In an interview, Duncan said no one really knows what happened that day as Liam fly-fished for trout in Whatcom Creek, which has been described as a favorite spot that was his home away from home.

But he believed that Liam may have tried to figure out what was happening to the creek.

"When he first smelled the gas, he should have run like hell. Almost any fisherman, -woman, who loves their home stream would be divided between horror and curiosity," he said.

It is Liam's love for rivers that Simmons evokes when recalling the teen, with whom he went fly-fishing.

"He cared deeply about rivers and other wild places and recognized our collective responsibility of protecting them," Simmons said.

Simmons also talked about the deep places of Liam's heart, the wisdom in one so young, the outdoors lover who wrote about his adventures.

"He had perceptive eyes and an openness that invited the subtleties and wonder of the natural world into his soul," Simmons said. "He was wise, loyal, fun, full of humility and kindness, and excited about life and the days to come."

Most of all, he was an excellent fisherman, Simmons said.

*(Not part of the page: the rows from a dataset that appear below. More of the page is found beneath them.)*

use html2text::from_read;
use reqwest::redirect::Policy;
use std::sync::Arc;
use tracing::{debug, error};

use crate::config::FetcherConfig;
use crate::error::{Error, Result};

pub const DEFAULT_WRAP_WIDTH: usize = 80;

/// Turns a fetched HTML document into something a reader (human or model) can use.
pub trait HtmlToText: Send + Sync {
    fn convert(&self, html: &str) -> Result<String>;
}

/// [`HtmlToText`] backed by `html2text`, which keeps headings, links and lists
/// in a markdown-like shape.
#[derive(Debug, Clone)]
pub struct Html2TextConverter {
    width: usize,
}

impl Html2TextConverter {
    pub fn new(width: usize) -> Html2TextConverter {
        Html2TextConverter { width }
    }
}

impl Default for Html2TextConverter {
    fn default() -> Html2TextConverter {
        Html2TextConverter::new(DEFAULT_WRAP_WIDTH)
    }
}

impl HtmlToText for Html2TextConverter {
    fn convert(&self, html: &str) -> Result<String> {
        from_read(html.as_bytes(), self.width).map_err(|e| Error::Conversion(e.to_string()))
    }
}

/// Reads arbitrary pages for the `web_url_read` tool.
///
/// Failures never escape: they are logged and reported as `None`, so one bad
/// URL does not stop a caller working through a list of them.
#[derive(Clone)]
pub struct PageFetcher {
    config: FetcherConfig,
    converter: Arc<dyn HtmlToText>,
}

impl PageFetcher {
    pub fn new(config: FetcherConfig, converter: Arc<dyn HtmlToText>) -> PageFetcher {
        PageFetcher { config, converter }
    }

    pub fn with_default_converter(config: FetcherConfig) -> PageFetcher {
        PageFetcher::new(config, Arc::new(Html2TextConverter::default()))
    }

    pub async fn fetch_readable(&self, url: &str) -> Option<String> {
        match self.try_fetch_readable(url).await {
            Ok(text) => Some(text),
            Err(Error::HttpStatus { status, .. }) => {
                error!(url = %url, status, "HTTP error fetching URL {url}: status {status}");
                None
            }
            Err(e) => {
                error!(url = %url, "Unexpected error fetching URL {url}: {e}");
                None
            }
        }
    }

    /// Same as [`PageFetcher::fetch_readable`] but hands the failure back.
    pub async fn try_fetch_readable(&self, url: &str) -> Result<String> {
        let html = self.fetch_page(url).await?;
        self.converter.convert(&html)
    }

    async fn fetch_page(&self, url: &str) -> Result<String> {
        let client = reqwest::Client::builder()
            .user_agent(self.config.user_agent.as_str())
            .redirect(Policy::limited(self.config.max_redirects))
            .timeout(self.config.timeout)
            .build()?;

        debug!(url = %url, "fetching page");
        let res = client.get(url).send().await?;
        let status = res.status();
        if !status.is_success() {
            let body = res.text().await.unwrap_or_default();
            return Err(Error::http_status(status.as_u16(), &body));
        }
        Ok(res.text().await?)
    }
}

#[cfg(test)]
mod tests {
    use super::*;
    use tracing_test::traced_test;
    use wiremock::matchers::{method, path};
    use wiremock::{Mock, MockServer, ResponseTemplate};

    struct FailingConverter;

    impl HtmlToText for FailingConverter {
        fn convert(&self, _html: &str) -> Result<String> {
            Err(Error::Conversion("broken markup".to_string()))
        }
    }

    #[tokio::test]
    #[traced_test]
    async fn test_not_found_logs_url_once() {
        let mock_server = MockServer::start().await;
        Mock::given(method("GET"))
            .and(path("/missing"))
            .respond_with(ResponseTemplate::new(404).set_body_string("gone"))
            .mount(&mock_server)
            .await;

        let url = format!("{}/missing", mock_server.uri());
        let fetcher = PageFetcher::with_default_converter(FetcherConfig::default());

        assert_eq!(fetcher.fetch_readable(&url).await, None);
        assert!(logs_contain(&url));
        logs_assert(|lines: &[&str]| {
            let errors = lines
                .iter()
                .filter(|line| line.contains("ERROR") && line.contains("fetching URL"))
                .count();
            if errors == 1 {
                Ok(())
            } else {
                Err(format!("expected one error entry, found {errors}"))
            }
        });
    }

    #[tokio::test]
    #[traced_test]
    async fn test_conversion_failure_is_recovered() {
        let mock_server = MockServer::start().await;
        Mock::given(method("GET"))
            .and(path("/page"))
            .respond_with(ResponseTemplate::new(200).set_body_string("<p>hi</p>"))
            .mount(&mock_server)
            .await;

        let url = format!("{}/page", mock_server.uri());
        let fetcher = PageFetcher::new(FetcherConfig::default(), Arc::new(FailingConverter));

        assert_eq!(fetcher.fetch_readable(&url).await, None);
        assert!(logs_contain("broken markup"));
        assert!(logs_contain(&url));
    }

    #[test]
    fn test_html2text_converter() {
        let converter = Html2TextConverter::default();
        let text = converter
            .convert("<html><body><h1>Cats</h1><p>Feline info</p></body></html>")
            .unwrap();
        assert!(text.contains("Cats"));
        assert!(text.contains("Feline info"));
        assert!(!text.contains("<p>"));
    }
}
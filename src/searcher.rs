use tracing::debug;

use crate::config::SearxngConfig;
use crate::data_models::SearchResponse;
use crate::error::{Error, Result};
use crate::formatter::format_digest;

/// Engine pinned by the `web_search` tool.
pub const WEB_SEARCH_ENGINE: &str = "google";

/// One query against the aggregator. `engines = None` lets the aggregator
/// use every engine it has enabled.
#[derive(Debug, Clone, PartialEq)]
pub struct SearchRequest {
    pub query: String,
    pub engines: Option<String>,
}

impl SearchRequest {
    pub fn new(query: impl Into<String>) -> SearchRequest {
        SearchRequest {
            query: query.into(),
            engines: None,
        }
    }

    pub fn with_engines(mut self, engines: impl Into<String>) -> SearchRequest {
        self.engines = Some(engines.into());
        self
    }

    fn query_params(&self) -> Vec<(&str, &str)> {
        let mut params = vec![("q", self.query.as_str()), ("format", "json")];
        if let Some(engines) = &self.engines {
            params.push(("engines", engines.as_str()));
        }
        params
    }
}

/// Thin client over the aggregator's JSON search API.
///
/// Every failure (status, transport, body shape) is returned to the caller
/// untouched; nothing here retries or recovers.
#[derive(Debug, Clone)]
pub struct SearchClient {
    config: SearxngConfig,
}

impl SearchClient {
    pub fn new(config: SearxngConfig) -> SearchClient {
        SearchClient { config }
    }

    /// Digest of up to `limit` results from all enabled engines.
    pub async fn search(&self, query: &str, limit: i64) -> Result<String> {
        self.digest(&SearchRequest::new(query), limit).await
    }

    /// Digest of up to `count` results from the engine pinned for the tool.
    pub async fn web_search(&self, query: &str, count: i64) -> Result<String> {
        let request = SearchRequest::new(query).with_engines(WEB_SEARCH_ENGINE);
        self.digest(&request, count).await
    }

    pub async fn digest(&self, request: &SearchRequest, limit: i64) -> Result<String> {
        let response = self.fetch_response(request).await?;
        Ok(format_digest(&response, limit))
    }

    pub async fn fetch_response(&self, request: &SearchRequest) -> Result<SearchResponse> {
        let endpoint = self.config.search_endpoint()?;
        debug!(query = %request.query, engines = ?request.engines, %endpoint, "searching");

        let client = reqwest::Client::new();
        let res = client
            .get(endpoint)
            .query(&request.query_params())
            .send()
            .await?;

        let status = res.status();
        if !status.is_success() {
            let body = res.text().await.unwrap_or_default();
            return Err(Error::http_status(status.as_u16(), &body));
        }

        let body = res.text().await?;
        let response = SearchResponse::from_json(&body)?;
        debug!(
            results = response.results.len(),
            infoboxes = response.infoboxes.len(),
            "search response parsed"
        );
        Ok(response)
    }
}

#[test]
fn test_query_params() {
    let request = SearchRequest::new("rust lang");
    assert_eq!(
        request.query_params(),
        vec![("q", "rust lang"), ("format", "json")]
    );

    let request = request.with_engines(WEB_SEARCH_ENGINE);
    assert_eq!(
        request.query_params(),
        vec![("q", "rust lang"), ("format", "json"), ("engines", "google")]
    );
}
use schemars::JsonSchema;
use serde::Deserialize;

use crate::formatter::DEFAULT_RESULT_LIMIT;

fn default_count() -> i64 {
    DEFAULT_RESULT_LIMIT
}

#[derive(Debug, Deserialize, JsonSchema)]
pub struct WebSearchParams {
    /// Search terms, passed to the aggregator as-is.
    pub query: String,
    /// How many organic results to include in the digest.
    #[serde(default = "default_count")]
    pub count: i64,
}

#[derive(Debug, Deserialize, JsonSchema)]
pub struct WebUrlReadParams {
    /// Absolute http(s) URL of the page to read.
    pub url: String,
}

The Liam Wood Flyfishing and River Guardian School works to pass on Liam's love of fishing to youths, students and other members of the community through sessions taught by Leo Bodensteiner, an associate professor in the Department of Environmental Sciences at WWU. Bodensteiner has studied fish, habitats and stream ecology for about 30 years.

Liam's parents donate time and money to the school.

In addition to sessions through WWU, the school has taught younger students about fly-fishing and river ecosystems in compressed versions of the college courses at alternative schools, Home Port Learning Center in Bellingham and Timber Ridge Center just north of Bellingham. This year, they'll do programs in Ferndale and Squalicum high schools.

Duncan, an advocate for fly-fishing, fish and river ecosystems, also comes to the class from time to time, as does Brabec, who tells students about Liam.

"Every time, it's heart-rending to hear him speak," Bodensteiner said.

"He's such a wonderful guy, and he speaks gently and lovingly," Duncan said. "It's usually a moment that destroys his entire faculty. Some wounds don't go away."

But if there's sadness, there are also lives being changed, eyes being opened, and a coming together of the community, including partners WWU, Nooksack Salmon Enhancement Association, Fourth Corner Fly Fishers and Northwest Women Flyfishers.

Duncan talks about at-risk youth who normally have problems focusing in the classroom concentrating as they learn about fly-fishing, about students grappling with the subtleties and complexities of it, and new fishers getting the sense of how to read water and absorb biology, entomology and physics. And bringing kids out into nature and having them be filled with wonder by something larger than themselves, as Liam was.

"It's not just hands-on but it's worlds-on," he said. "You're standing in the midst of the thing itself. The environment, what surrounds you, is so alive and delightful and complex."


SCHOOL FUNDRAISER

A Sept. 25 celebration in the Performing Arts Center at Western Washington University will raise money for the nonprofit Liam Wood Flyfishing and River Guardian School. Details are still being worked out, but performers at the literary and music event will be writers David James Duncan and Sherman Alexie, and singer/songwriter Jeffrey Foucault.